◆ **Work request**
In the data that follows, determine how many lines contain the word "allocator", and give only that number.

◆ **Data extracted from a collection**
•••••

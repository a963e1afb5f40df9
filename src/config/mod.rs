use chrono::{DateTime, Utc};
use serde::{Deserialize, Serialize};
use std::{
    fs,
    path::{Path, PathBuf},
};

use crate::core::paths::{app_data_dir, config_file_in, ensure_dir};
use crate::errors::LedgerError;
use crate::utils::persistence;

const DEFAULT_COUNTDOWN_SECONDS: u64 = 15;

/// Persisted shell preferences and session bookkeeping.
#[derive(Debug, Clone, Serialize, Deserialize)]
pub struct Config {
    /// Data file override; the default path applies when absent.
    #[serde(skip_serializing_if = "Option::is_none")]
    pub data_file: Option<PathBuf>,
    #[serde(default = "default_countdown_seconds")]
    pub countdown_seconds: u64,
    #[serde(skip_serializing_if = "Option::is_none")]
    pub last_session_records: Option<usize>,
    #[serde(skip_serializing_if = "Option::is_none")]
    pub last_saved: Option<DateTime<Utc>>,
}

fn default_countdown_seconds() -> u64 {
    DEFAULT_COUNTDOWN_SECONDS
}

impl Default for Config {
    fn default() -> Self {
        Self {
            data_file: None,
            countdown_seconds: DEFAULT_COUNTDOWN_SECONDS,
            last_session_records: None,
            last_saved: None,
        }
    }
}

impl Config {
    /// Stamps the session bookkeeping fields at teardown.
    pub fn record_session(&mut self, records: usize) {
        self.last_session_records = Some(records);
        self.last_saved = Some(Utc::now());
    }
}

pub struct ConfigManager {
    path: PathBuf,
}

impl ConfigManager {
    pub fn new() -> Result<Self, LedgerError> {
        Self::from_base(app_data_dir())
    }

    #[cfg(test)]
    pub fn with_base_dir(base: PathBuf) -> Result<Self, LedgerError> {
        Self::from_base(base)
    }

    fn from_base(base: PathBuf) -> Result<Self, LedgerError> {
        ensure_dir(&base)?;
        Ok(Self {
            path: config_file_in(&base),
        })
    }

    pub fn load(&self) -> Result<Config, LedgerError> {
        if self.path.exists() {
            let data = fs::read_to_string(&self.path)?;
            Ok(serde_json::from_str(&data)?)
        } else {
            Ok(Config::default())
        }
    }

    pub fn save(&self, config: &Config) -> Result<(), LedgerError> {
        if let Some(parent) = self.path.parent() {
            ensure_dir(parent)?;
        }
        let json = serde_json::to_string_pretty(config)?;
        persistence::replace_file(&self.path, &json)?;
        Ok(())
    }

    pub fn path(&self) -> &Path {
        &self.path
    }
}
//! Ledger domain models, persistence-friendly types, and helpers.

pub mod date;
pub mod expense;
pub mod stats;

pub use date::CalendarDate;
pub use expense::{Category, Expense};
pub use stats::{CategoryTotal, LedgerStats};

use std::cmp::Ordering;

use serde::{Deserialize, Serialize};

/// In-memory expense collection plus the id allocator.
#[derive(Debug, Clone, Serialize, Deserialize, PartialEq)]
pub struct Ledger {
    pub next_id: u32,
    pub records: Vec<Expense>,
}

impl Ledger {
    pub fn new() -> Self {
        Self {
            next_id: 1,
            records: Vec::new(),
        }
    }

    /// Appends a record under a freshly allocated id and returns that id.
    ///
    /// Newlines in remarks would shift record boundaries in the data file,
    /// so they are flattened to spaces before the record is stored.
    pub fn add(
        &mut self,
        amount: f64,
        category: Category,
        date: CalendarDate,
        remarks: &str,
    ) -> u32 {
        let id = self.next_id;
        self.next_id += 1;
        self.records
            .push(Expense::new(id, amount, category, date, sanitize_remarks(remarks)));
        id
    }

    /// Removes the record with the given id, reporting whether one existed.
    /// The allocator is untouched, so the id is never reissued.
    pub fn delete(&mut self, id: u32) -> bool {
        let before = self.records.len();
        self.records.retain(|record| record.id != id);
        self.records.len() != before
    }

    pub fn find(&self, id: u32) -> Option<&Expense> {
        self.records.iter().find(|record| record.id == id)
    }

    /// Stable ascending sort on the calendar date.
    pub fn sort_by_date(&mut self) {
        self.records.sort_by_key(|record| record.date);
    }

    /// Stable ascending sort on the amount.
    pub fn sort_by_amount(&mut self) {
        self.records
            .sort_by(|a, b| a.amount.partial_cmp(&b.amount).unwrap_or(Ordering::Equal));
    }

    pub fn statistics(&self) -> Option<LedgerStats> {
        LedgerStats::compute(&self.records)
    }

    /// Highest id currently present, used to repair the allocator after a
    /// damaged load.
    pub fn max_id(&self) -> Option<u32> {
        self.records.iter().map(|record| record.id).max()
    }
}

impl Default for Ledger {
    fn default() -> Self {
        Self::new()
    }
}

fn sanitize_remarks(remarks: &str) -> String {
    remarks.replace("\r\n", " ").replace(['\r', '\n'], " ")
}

•••••

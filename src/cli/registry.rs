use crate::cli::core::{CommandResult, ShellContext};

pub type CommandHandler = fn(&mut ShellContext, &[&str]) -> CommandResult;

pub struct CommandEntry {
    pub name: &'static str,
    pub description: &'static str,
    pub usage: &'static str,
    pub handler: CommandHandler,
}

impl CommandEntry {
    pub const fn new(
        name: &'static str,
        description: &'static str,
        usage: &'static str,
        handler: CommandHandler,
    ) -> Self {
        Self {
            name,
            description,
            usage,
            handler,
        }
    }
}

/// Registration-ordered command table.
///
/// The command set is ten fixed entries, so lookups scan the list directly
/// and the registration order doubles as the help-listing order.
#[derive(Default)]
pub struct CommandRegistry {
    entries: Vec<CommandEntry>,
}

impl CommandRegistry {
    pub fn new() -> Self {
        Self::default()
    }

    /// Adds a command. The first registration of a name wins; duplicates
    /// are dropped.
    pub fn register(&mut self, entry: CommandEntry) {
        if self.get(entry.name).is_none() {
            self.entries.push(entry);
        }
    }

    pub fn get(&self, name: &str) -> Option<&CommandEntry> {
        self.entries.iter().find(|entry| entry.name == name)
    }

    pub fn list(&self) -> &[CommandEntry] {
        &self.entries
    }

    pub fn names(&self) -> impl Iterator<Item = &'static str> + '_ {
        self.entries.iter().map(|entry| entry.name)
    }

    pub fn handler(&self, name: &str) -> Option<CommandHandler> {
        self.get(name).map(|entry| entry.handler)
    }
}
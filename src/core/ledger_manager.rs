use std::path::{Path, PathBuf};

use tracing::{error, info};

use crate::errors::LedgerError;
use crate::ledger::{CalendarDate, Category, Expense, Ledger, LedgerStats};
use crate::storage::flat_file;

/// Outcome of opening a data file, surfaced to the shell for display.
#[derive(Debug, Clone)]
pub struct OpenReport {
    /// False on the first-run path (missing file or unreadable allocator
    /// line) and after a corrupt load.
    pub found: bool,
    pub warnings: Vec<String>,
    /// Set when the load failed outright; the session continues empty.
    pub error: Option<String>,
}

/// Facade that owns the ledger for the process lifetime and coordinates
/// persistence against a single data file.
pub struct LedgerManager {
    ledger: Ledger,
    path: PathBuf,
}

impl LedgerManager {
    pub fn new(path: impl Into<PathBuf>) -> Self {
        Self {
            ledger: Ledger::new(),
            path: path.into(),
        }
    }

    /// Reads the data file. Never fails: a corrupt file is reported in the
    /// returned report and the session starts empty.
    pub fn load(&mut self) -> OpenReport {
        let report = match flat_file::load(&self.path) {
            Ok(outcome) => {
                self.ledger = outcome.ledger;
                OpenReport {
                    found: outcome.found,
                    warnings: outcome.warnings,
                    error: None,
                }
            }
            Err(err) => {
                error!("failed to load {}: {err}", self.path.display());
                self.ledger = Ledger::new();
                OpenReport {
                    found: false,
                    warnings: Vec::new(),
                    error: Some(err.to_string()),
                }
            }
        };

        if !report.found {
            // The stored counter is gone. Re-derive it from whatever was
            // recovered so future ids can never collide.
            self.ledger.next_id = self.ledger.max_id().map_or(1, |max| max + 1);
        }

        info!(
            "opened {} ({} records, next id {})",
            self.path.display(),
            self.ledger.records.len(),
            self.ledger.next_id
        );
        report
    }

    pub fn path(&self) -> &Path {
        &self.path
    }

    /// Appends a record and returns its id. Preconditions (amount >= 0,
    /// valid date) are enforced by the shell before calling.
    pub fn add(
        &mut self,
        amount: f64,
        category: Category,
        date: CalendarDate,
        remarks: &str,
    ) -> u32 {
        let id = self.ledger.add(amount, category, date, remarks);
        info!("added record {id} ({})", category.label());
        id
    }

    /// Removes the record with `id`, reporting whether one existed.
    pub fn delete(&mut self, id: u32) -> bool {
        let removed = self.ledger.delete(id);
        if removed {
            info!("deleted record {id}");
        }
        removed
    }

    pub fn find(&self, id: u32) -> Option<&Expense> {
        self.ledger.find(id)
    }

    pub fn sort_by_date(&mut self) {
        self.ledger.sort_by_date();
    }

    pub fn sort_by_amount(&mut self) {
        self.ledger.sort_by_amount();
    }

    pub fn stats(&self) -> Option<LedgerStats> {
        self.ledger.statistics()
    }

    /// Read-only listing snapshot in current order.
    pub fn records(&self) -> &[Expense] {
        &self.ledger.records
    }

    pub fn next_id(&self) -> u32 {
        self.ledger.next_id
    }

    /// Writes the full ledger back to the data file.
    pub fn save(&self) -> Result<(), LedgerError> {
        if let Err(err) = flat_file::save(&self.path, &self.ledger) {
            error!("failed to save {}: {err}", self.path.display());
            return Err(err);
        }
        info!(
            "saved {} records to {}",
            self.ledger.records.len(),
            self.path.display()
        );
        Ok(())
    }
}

•••••

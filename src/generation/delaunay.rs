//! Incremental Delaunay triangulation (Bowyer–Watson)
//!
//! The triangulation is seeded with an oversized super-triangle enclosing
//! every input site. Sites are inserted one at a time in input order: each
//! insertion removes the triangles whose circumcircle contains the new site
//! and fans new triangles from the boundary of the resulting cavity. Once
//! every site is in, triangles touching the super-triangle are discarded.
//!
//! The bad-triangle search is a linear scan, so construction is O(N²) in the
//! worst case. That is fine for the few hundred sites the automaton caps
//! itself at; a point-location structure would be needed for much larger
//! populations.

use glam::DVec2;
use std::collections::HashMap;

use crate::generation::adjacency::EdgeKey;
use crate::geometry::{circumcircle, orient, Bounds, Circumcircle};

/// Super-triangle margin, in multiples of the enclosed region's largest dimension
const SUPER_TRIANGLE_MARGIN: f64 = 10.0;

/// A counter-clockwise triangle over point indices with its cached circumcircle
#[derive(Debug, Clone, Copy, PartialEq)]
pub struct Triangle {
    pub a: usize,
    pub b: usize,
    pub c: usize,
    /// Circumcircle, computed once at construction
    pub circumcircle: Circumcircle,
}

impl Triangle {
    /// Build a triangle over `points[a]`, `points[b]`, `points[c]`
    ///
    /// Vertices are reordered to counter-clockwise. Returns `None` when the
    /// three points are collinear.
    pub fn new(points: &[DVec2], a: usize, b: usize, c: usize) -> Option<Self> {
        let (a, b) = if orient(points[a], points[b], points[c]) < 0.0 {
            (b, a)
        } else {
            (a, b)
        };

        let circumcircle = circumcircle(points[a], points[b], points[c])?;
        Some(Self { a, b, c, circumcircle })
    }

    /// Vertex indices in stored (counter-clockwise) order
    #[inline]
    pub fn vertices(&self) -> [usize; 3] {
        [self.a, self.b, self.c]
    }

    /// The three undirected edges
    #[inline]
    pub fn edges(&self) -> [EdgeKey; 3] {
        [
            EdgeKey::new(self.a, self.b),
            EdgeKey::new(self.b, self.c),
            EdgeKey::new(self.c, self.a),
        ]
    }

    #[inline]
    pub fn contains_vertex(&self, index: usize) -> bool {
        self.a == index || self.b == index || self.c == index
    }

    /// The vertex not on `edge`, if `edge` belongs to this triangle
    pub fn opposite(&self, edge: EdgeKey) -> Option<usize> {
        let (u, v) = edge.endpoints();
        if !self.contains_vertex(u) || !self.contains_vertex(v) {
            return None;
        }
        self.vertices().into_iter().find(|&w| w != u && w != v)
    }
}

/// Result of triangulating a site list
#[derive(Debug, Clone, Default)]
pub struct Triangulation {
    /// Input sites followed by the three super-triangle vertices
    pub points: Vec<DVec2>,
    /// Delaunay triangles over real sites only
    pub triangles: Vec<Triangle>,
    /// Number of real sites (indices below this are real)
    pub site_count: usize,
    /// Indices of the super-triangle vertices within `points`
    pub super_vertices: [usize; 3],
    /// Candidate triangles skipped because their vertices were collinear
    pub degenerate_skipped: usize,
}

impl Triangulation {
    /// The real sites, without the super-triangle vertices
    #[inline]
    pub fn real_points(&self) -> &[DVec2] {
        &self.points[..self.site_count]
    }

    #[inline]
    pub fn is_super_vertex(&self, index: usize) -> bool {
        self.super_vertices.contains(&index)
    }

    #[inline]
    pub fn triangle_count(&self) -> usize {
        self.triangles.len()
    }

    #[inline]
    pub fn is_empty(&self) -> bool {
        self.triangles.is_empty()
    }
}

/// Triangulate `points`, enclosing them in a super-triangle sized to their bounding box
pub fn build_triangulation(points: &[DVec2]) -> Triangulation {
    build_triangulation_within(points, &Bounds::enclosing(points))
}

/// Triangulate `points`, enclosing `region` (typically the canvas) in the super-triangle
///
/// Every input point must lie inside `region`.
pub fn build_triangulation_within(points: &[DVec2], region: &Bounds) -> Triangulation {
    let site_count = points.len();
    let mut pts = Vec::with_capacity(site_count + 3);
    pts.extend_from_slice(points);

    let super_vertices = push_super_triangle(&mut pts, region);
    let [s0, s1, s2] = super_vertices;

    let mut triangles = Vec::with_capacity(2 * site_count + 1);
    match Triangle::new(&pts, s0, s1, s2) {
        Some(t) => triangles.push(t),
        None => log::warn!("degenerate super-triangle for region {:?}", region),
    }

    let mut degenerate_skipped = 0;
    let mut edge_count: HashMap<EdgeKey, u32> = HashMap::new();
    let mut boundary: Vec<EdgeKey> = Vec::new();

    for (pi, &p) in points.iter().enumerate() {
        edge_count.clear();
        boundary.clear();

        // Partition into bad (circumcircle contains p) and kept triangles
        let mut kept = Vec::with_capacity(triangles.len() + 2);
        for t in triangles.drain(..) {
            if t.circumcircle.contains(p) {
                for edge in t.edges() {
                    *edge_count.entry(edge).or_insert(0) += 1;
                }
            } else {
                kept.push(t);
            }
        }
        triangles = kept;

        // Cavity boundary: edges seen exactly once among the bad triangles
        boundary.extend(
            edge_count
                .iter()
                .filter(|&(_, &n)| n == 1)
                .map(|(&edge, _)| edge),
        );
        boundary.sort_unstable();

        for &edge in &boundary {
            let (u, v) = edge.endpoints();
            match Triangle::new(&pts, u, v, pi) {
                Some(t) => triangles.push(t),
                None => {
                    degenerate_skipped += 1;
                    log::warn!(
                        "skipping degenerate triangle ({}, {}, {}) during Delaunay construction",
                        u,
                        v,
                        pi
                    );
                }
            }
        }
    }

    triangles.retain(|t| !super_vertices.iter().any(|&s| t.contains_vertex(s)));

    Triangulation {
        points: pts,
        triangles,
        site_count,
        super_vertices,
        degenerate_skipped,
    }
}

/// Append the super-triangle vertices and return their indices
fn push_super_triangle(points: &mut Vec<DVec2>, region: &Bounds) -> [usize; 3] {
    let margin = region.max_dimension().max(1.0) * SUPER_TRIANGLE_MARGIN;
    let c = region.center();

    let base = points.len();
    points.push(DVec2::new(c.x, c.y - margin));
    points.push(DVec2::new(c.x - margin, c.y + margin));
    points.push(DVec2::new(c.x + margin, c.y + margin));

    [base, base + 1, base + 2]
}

•••••

◆ **Answer area**
4